- The genome is the complete set of sequences in the genetic material of an organism. It includes the sequence of each chromosome plus any DNA in organelles.
- The transcriptome is the complete set of RNAs present in a cell, tissue, or organism. Its complexity is due mostly to mRNAs, but it also includes noncoding RNAs.
- The proteome is the complete set of proteins that is expressed by the entire genome. Because some genes code for multiple proteins, the size of the proteome is greater than the number of genes. Sometimes the term is used to describe complement of proteins expressed by a cell at any one time.
The key question about the genome is how many genes it contains. We can think about the total number of genes at four levels, corresponding to successive stages in gene expression:
- The genome is the complete set of genes of an organism. Ultimately it is defined by the complete DNA sequence, although as a practical matter it may not be possible to identify every gene unequivocally solely on the basis of sequence.
- The transcriptome is the complete set of genes expressed under particular conditions. It is defined in terms of the set of RNA molecules that is present, and can refer to a single cell type or to any more complex assembly of cells up to the complete organism. Because some genes generate multiple mRNAs, the transcriptome is likely to be larger than the number of genes defined directly in the genome. The transcriptome includes noncoding RNAs as well as mRNAs.
- The proteome is the complete set of proteins. It should correspond to the mRNAs in the transcriptome, although there can be differences of detail reflecting changes in the relative abundance or stabilities of mRNAs and proteins. It can be used to refer to the set of proteins coded by the whole genome or produced in any particular cell or tissue.
- Proteins may function independently or as part of multiprotein assemblies. If we could identify all protein-protein interactions, we could define the total number of independent assemblies of proteins.

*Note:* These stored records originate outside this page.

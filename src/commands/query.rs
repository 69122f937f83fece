//! Query commands: .query, .schedule, .resume, .history, .tables

use std::collections::BTreeSet;
use std::io::Write;

use async_trait::async_trait;

use super::{arguments, complete_from, current_uuid, Command, CommandError, Suggestion};
use crate::core::QueryStatus;
use crate::session::Session;

/// Lists every table the osquery instance exposes
pub const TABLES_QUERY: &str = "select name from osquery_registry where registry = 'table'";

fn required_sql(line: &str) -> Result<&str, CommandError> {
    let sql = arguments(line);
    if sql.is_empty() {
        return Err(CommandError::Argument(
            "a query to run must be provided".to_string(),
        ));
    }
    Ok(sql)
}

fn history_suggestions(session: &Session, line: &str) -> Vec<Suggestion> {
    let Ok(host) = session.registry().current_host() else {
        return Vec::new();
    };
    complete_from(
        line,
        host.query_history
            .iter()
            .map(|query| Suggestion::new(query.name.clone(), query.sql.clone())),
    )
}

fn table_suggestions(session: &Session, line: &str) -> Vec<Suggestion> {
    let Ok(host) = session.registry().current_host() else {
        return Vec::new();
    };
    // only complete the word after the last `from`
    let args = arguments(line);
    let Some(index) = args.rfind("from ") else {
        return Vec::new();
    };
    let partial = args[index + 5..].trim_start();
    if partial.contains(char::is_whitespace) {
        return Vec::new();
    }
    host.tables
        .iter()
        .filter(|table| table.starts_with(partial))
        .map(|table| Suggestion::new(table.clone(), "table"))
        .collect()
}

pub struct RunQuery;

#[async_trait]
impl Command for RunQuery {
    fn name(&self) -> &'static str {
        ".query"
    }

    fn help(&self) -> &'static str {
        "Run a query on the current host and wait for the results"
    }

    async fn execute(&self, session: &mut Session, line: &str) -> Result<(), CommandError> {
        let uuid = current_uuid(session)?;
        let sql = required_sql(line)?;

        match session.run_query(&uuid, sql).await {
            Ok(results) => {
                session.print_rows(&results.rows)?;
                if !results.status.is_complete() {
                    writeln!(
                        session.out(),
                        "Query {} finished with status '{}'",
                        results.query_name,
                        results.status
                    )?;
                }
                Ok(())
            }
            Err(e) => {
                let e = CommandError::from(e);
                if let CommandError::Cancelled { partial, .. } = &e {
                    session.print_rows(partial)?;
                }
                Err(e)
            }
        }
    }

    fn suggest(&self, session: &Session, line: &str) -> Vec<Suggestion> {
        table_suggestions(session, line)
    }
}

pub struct Schedule;

#[async_trait]
impl Command for Schedule {
    fn name(&self) -> &'static str {
        ".schedule"
    }

    fn help(&self) -> &'static str {
        "Schedule a query on the current host but don't wait for results"
    }

    async fn execute(&self, session: &mut Session, line: &str) -> Result<(), CommandError> {
        let uuid = current_uuid(session)?;
        let sql = required_sql(line)?;

        let query_name = session.schedule_query(&uuid, sql).await?;
        writeln!(
            session.out(),
            "Scheduled query for host. Resume with name: {}",
            query_name
        )?;
        Ok(())
    }

    fn suggest(&self, session: &Session, line: &str) -> Vec<Suggestion> {
        table_suggestions(session, line)
    }
}

pub struct Resume;

#[async_trait]
impl Command for Resume {
    fn name(&self) -> &'static str {
        ".resume"
    }

    fn help(&self) -> &'static str {
        "Fetch results for a scheduled query without blocking"
    }

    async fn execute(&self, session: &mut Session, line: &str) -> Result<(), CommandError> {
        let query_name = arguments(line);
        if query_name.is_empty() {
            return Err(CommandError::Argument(
                "a query name to resume must be provided".to_string(),
            ));
        }

        let (rows, status) = session.fetch_once(query_name).await?;
        match status {
            QueryStatus::Pending => Err(CommandError::Argument(
                "query does not have results available yet".to_string(),
            )),
            QueryStatus::Complete => {
                session.print_rows(&rows)?;
                Ok(())
            }
            QueryStatus::Failed(_) => {
                session.print_rows(&rows)?;
                writeln!(
                    session.out(),
                    "Query {} finished with status '{}'",
                    query_name,
                    status
                )?;
                Ok(())
            }
        }
    }

    fn suggest(&self, session: &Session, line: &str) -> Vec<Suggestion> {
        history_suggestions(session, line)
    }
}

pub struct History;

#[async_trait]
impl Command for History {
    fn name(&self) -> &'static str {
        ".history"
    }

    fn help(&self) -> &'static str {
        "Print the current host's query history from this session"
    }

    async fn execute(&self, session: &mut Session, line: &str) -> Result<(), CommandError> {
        if !arguments(line).is_empty() {
            return Err(CommandError::Argument(
                "this command takes no parameters".to_string(),
            ));
        }

        let entries: Vec<String> = session
            .registry()
            .current_host()?
            .query_history
            .iter()
            .map(|query| format!("{}: {}", query.name, query.sql))
            .collect();

        let out = session.out();
        writeln!(out, "Query Name : Query")?;
        for entry in entries {
            writeln!(out, "{}", entry)?;
        }
        Ok(())
    }
}

pub struct Tables;

#[async_trait]
impl Command for Tables {
    fn name(&self) -> &'static str {
        ".tables"
    }

    fn help(&self) -> &'static str {
        "Discover and list the tables available on the current host"
    }

    async fn execute(&self, session: &mut Session, line: &str) -> Result<(), CommandError> {
        if !arguments(line).is_empty() {
            return Err(CommandError::Argument(
                "this command takes no parameters".to_string(),
            ));
        }

        let uuid = current_uuid(session)?;
        let results = session.run_query(&uuid, TABLES_QUERY).await?;
        let tables: BTreeSet<String> = results
            .rows
            .iter()
            .filter_map(|row| row.get("name").cloned())
            .collect();

        tracing::debug!(uuid = %uuid, count = tables.len(), "discovered tables");
        session.registry_mut().set_host_tables(&uuid, tables.clone());

        let out = session.out();
        for table in &tables {
            writeln!(out, "{}", table)?;
        }
        Ok(())
    }
}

The number of genes in the genome can be identified directly by defining open reading frames. Large scale mapping of this nature is complicated by the fact that interrupted genes may consist of many separated open reading frames. Since we do not necessarily have information about the functions of the protein products, or indeed proof that they are expressed at all, this approach is restricted to defining the potential of the genome. However, a strong presumption exists that any conserved open reading frame is likely to be expressed.
Another approach is to define the number of genes directly in terms of the transcriptome (by directly identifying all the mRNAs) or proteome (by directly identifying all the proteins). This gives an assurance that we are dealing with bona fide genes that are expressed under known circumstances. It allows us to ask how many genes are expressed in a particular tissue or cell type, what variation exists in the relative levels of expression, and how many of the genes expressed in one particular cell are unique to that cell or are also expressed elsewhere.
Concerning the types of genes, we may ask whether a particular gene is essential: what happens to a null mutant? If a null mutation is lethal, or the organism has a visible defect, we may conclude that the gene is essential or at least conveys a selective advantage. But some genes can be deleted without apparent effect on the phenotype. Are these genes really dispensable, or does a selective disadvantage result from the absence of the gene, perhaps in other circumstances, or over longer periods of time?